What you are asked to do: The reply to the records below should contain exactly the lines from the line with "pub enum RegistrationStatus" through the line with "identifier (UUID v4).", and nothing besides.

── Material for the task

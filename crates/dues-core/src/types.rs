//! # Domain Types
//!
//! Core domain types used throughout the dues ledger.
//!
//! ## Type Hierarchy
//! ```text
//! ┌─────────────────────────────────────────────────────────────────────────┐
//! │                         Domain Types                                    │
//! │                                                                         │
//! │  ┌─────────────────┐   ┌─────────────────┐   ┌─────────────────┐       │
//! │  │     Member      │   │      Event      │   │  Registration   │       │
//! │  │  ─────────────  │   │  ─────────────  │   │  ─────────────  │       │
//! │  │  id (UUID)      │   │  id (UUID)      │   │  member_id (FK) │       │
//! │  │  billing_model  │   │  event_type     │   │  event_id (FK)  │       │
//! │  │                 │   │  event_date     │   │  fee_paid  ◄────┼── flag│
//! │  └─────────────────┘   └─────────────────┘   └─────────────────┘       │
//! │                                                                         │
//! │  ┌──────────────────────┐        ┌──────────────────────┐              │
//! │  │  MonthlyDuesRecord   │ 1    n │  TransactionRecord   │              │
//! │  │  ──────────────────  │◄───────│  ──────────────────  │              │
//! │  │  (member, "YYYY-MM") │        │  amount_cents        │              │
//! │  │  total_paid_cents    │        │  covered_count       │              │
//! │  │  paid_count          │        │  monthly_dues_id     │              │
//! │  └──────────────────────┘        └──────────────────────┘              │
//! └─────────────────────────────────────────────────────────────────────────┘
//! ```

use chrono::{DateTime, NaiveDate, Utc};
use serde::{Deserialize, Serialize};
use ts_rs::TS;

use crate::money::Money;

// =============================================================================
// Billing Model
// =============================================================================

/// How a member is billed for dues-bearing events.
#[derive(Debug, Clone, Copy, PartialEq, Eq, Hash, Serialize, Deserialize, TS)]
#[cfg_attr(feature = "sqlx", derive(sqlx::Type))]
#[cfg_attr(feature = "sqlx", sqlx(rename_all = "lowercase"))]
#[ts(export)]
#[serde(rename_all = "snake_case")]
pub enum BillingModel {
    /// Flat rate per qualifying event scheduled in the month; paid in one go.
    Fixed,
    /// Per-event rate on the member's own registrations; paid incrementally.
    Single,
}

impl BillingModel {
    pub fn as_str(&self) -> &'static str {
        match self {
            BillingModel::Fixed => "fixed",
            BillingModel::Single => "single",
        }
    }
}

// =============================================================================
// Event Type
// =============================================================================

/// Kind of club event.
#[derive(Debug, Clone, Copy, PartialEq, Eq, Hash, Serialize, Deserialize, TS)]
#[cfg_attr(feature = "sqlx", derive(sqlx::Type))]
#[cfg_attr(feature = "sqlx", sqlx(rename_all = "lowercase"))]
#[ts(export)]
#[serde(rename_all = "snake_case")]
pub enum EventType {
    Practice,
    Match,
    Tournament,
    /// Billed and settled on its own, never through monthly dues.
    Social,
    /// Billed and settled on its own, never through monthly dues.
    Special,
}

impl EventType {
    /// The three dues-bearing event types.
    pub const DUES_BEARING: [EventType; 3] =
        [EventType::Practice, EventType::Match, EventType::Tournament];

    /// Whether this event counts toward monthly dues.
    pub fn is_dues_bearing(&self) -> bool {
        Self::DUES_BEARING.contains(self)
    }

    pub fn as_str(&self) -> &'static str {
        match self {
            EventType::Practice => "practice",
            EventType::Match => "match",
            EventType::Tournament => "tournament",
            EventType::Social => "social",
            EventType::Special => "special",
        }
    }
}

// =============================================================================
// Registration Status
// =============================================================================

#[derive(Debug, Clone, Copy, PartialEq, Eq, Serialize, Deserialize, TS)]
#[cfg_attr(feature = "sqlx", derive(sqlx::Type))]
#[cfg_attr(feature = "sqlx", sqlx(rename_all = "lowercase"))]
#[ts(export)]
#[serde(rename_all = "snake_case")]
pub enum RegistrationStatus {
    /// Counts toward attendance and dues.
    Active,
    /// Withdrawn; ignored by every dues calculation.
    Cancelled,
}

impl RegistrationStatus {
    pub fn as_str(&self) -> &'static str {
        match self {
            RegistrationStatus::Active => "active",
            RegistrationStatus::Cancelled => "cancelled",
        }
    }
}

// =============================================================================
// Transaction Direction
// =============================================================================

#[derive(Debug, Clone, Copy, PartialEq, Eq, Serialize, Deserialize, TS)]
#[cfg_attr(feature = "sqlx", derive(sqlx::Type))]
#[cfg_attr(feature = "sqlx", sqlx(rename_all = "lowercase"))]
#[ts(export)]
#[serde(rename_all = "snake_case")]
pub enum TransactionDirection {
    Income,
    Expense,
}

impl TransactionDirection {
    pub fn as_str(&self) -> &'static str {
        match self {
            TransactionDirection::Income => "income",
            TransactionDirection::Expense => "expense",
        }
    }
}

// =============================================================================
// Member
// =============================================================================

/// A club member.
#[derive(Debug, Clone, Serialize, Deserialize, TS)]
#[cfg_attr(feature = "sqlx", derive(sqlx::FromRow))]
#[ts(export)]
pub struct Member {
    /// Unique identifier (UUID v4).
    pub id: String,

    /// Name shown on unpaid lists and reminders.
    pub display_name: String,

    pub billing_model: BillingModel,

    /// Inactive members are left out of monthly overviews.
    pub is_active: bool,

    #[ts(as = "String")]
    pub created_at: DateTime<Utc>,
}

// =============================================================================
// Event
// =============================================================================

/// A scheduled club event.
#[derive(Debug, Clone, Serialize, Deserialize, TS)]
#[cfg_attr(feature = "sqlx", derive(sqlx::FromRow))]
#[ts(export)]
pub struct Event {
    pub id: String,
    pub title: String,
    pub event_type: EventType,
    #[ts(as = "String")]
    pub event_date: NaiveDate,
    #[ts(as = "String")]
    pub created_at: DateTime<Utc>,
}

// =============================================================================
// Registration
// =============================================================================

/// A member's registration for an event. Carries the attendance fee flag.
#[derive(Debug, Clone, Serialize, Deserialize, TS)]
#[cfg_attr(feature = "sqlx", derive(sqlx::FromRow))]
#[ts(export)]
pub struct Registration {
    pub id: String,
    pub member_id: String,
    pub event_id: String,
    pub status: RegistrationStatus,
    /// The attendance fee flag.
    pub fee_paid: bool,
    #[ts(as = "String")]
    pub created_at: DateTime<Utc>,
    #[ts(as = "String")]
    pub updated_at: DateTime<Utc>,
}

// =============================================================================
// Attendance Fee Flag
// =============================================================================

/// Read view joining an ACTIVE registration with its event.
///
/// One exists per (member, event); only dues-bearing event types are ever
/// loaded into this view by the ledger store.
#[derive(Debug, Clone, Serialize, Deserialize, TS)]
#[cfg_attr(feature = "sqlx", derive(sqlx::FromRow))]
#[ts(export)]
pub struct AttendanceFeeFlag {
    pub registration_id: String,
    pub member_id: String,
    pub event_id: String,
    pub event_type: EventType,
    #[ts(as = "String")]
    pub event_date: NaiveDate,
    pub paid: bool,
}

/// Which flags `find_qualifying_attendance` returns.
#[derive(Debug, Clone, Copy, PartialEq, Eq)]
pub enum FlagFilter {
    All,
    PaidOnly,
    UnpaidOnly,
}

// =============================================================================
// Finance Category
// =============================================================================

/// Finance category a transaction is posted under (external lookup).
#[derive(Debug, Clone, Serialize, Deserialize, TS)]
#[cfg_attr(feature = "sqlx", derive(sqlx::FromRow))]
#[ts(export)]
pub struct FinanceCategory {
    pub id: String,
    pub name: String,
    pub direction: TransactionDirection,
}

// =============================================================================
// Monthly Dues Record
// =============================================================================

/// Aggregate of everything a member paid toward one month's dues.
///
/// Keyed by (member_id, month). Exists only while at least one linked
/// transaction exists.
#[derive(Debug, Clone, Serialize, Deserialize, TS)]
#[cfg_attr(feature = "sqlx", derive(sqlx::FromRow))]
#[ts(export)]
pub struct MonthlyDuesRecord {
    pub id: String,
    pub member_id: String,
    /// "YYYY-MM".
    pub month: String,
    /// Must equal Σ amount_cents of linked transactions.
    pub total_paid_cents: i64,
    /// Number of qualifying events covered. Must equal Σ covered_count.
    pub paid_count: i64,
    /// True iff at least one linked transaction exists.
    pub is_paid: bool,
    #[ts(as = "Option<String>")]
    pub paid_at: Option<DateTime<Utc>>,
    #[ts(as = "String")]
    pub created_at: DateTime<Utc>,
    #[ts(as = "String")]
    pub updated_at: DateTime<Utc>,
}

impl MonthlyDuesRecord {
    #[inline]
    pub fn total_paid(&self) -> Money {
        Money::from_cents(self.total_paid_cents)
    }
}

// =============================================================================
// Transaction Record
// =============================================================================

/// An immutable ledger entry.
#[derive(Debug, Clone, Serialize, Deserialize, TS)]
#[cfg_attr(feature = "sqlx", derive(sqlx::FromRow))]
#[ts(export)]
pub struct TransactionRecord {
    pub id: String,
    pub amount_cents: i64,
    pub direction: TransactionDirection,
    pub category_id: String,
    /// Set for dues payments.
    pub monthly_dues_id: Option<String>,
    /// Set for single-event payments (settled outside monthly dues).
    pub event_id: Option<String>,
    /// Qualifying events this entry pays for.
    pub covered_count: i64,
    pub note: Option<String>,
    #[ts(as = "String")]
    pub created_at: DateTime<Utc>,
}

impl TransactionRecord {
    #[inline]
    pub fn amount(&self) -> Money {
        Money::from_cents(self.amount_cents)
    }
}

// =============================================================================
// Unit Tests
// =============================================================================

────

Answer box:
pub enum RegistrationStatus {
    /// Counts toward attendance and dues.
    Active,
    /// Withdrawn; ignored by every dues calculation.
    Cancelled,
}

impl RegistrationStatus {
    pub fn as_str(&self) -> &'static str {
        match self {
            RegistrationStatus::Active => "active",
            RegistrationStatus::Cancelled => "cancelled",
        }
    }
}

// =============================================================================
// Transaction Direction
// =============================================================================

#[derive(Debug, Clone, Copy, PartialEq, Eq, Serialize, Deserialize, TS)]
#[cfg_attr(feature = "sqlx", derive(sqlx::Type))]
#[cfg_attr(feature = "sqlx", sqlx(rename_all = "lowercase"))]
#[ts(export)]
#[serde(rename_all = "snake_case")]
pub enum TransactionDirection {
    Income,
    Expense,
}

impl TransactionDirection {
    pub fn as_str(&self) -> &'static str {
        match self {
            TransactionDirection::Income => "income",
            TransactionDirection::Expense => "expense",
        }
    }
}

// =============================================================================
// Member
// =============================================================================

/// A club member.
#[derive(Debug, Clone, Serialize, Deserialize, TS)]
#[cfg_attr(feature = "sqlx", derive(sqlx::FromRow))]
#[ts(export)]
pub struct Member {
    /// Unique identifier (UUID v4).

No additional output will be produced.